When a data scientist does a lag in r with a time series there is a simple function for the task. Doing a lag on a time series pushes the data back to an earlier time depending upon the size of the lag. This lag can be any integer value.
Description – Lag in R
When doing a lag in a time series, you use the lag function which has the format of lag(ts, k) where “ts” is the time series and “k” is the lag. These are required fields, but the lag has a default value of one. The lag also must be an integer value, and it pushes the values backed by the number of months shown by the lag value. It is a simple formula to use, but it only provides meaningful results when dealing with a time series. In other cases, you can get an error message or meaningless results.
Explanation
When using the lag function, it takes the value of the lag and shifts the data that a number of months. By using a negative number for the lag, you can produce a lead in the data. This function will not work with a vector, data frame, or another variable, other than a time series. This makes it extremely easy to understand because all you are doing is shifting the data a certain number of months. If you have the wrong data type you either get an error message or meaningless results. In any case, you do not want to use this function in such a manner.

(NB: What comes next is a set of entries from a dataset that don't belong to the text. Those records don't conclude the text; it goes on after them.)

use std::time::Duration;

use async_trait::async_trait;
use reqwest::Client;
use serde::Deserialize;

use nb_core::{Error, Result, TickerFallback};

const DEFAULT_BASE_URL: &str = "https://query1.finance.yahoo.com";
const REQUEST_TIMEOUT: Duration = Duration::from_secs(15);
const USER_AGENT: &str = "Mozilla/5.0 (compatible; nb/0.1)";

/// Fallback ticker lookup against Yahoo's free-text search endpoint.
/// Used when the primary symbol search finds no common stock.
pub struct YahooTickerClient {
    client: Client,
    base_url: String,
}

#[derive(Deserialize)]
struct SearchResponse {
    #[serde(default)]
    quotes: Vec<Quote>,
}

#[derive(Deserialize)]
struct Quote {
    symbol: Option<String>,
}

impl YahooTickerClient {
    pub fn new() -> Result<Self> {
        let client = Client::builder()
            .timeout(REQUEST_TIMEOUT)
            .user_agent(USER_AGENT)
            .build()?;
        Ok(Self {
            client,
            base_url: DEFAULT_BASE_URL.to_string(),
        })
    }

    pub fn with_base_url(mut self, base_url: impl Into<String>) -> Self {
        self.base_url = base_url.into();
        self
    }
}

#[async_trait]
impl TickerFallback for YahooTickerClient {
    async fn lookup(&self, name: &str) -> Result<Option<String>> {
        let response = self
            .client
            .get(format!("{}/v1/finance/search", self.base_url))
            .query(&[("q", name), ("quotesCount", "1"), ("newsCount", "0")])
            .send()
            .await?;

        if !response.status().is_success() {
            return Err(Error::Ticker(format!(
                "fallback ticker lookup failed with status {}",
                response.status()
            )));
        }

        let body: SearchResponse = response.json().await?;
        Ok(body.quotes.into_iter().find_map(|q| q.symbol))
    }
}

#[cfg(test)]
mod tests {
    use super::*;
    use httpmock::prelude::*;
    use serde_json::json;

    #[tokio::test]
    async fn test_lookup_returns_first_symbol() {
        let server = MockServer::start();
        server.mock(|when, then| {
            when.method(GET)
                .path("/v1/finance/search")
                .query_param("q", "Acme Corp");
            then.status(200).json_body(json!({
                "quotes": [{"symbol": "ACME", "shortname": "Acme Corp"}]
            }));
        });

        let client = YahooTickerClient::new()
            .unwrap()
            .with_base_url(server.base_url());
        let ticker = client.lookup("Acme Corp").await.unwrap();
        assert_eq!(ticker.as_deref(), Some("ACME"));
    }

    #[tokio::test]
    async fn test_lookup_empty_quotes_is_none() {
        let server = MockServer::start();
        server.mock(|when, then| {
            when.method(GET).path("/v1/finance/search");
            then.status(200).json_body(json!({"quotes": []}));
        });

        let client = YahooTickerClient::new()
            .unwrap()
            .with_base_url(server.base_url());
        let ticker = client.lookup("No Such Company").await.unwrap();
        assert!(ticker.is_none());
    }
}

Examples of Using Lag in R
Here are two examples using the lag function. The lag argument can be any integer value and it is not limited to twelve. We just use twelve, so that each series looks nice.
> x = 1:10
> ts1 = ts(x, start=c(2010, 1), end=c(2012, 12), frequency=12)
> ts1
Jan Feb Mar Apr May Jun Jul Aug Sep Oct Nov Dec
2010 1 2 3 4 5 6 7 8 9 10 1 2
2011 3 4 5 6 7 8 9 10 1 2 3 4
2012 5 6 7 8 9 10 1 2 3 4 5 6
> lag(ts1, 12)
Jan Feb Mar Apr May Jun Jul Aug Sep Oct Nov Dec
2009 1 2 3 4 5 6 7 8 9 10 1 2
2010 3 4 5 6 7 8 9 10 1 2 3 4
2011 5 6 7 8 9 10 1 2 3 4 5 6
> set.seed(13579)
> N = 60
> r = as.integer(rnorm(N)*100)
> ts1 = ts(r, start=c(2017, 1), end=c(2019, 12), frequency=12)
> ts1
Jan Feb Mar Apr May Jun Jul Aug Sep Oct Nov Dec
2017 -123 -125 -25 -152 109 248 77 18 -102 -25 74 47
2018 -76 -43 -47 -56 -121 24 -86 65 -3 -95 -169 89
2019 72 -16 -76 181 23 -9 90 3 24 -124 -147 -84
> lag(ts1, 12)
Jan Feb Mar Apr May Jun Jul Aug Sep Oct Nov Dec
2016 -123 -125 -25 -152 109 248 77 18 -102 -25 74 47
2017 -76 -43 -47 -56 -121 24 -86 65 -3 -95 -169 89
2018 72 -16 -76 181 23 -9 90 3 24 -124 -147 -84
Applications of Lag in R
The main application of the lag function would be to correct a misalignment of data and dates in a time series. Each observation needs to be matched up to the correct date to show a legitimate trend if any. It can also be used to correct the misalignment between a model and reality. In this case, the realignment could show that the model may be essentially correct but simply shifted by an added factor that might be capable of being corrected. Unfortunately, one other possible application of the lag function would be dishonestly manipulating data. Fortunately, it also provides a way to catch such manipulation.
When doing a time series lag in r, it is a simple process. However, it can be used dishonestly, but a quick look at the code would show what was done. It can however be used to make some honest and needed adjustments to correct a legitimate problem.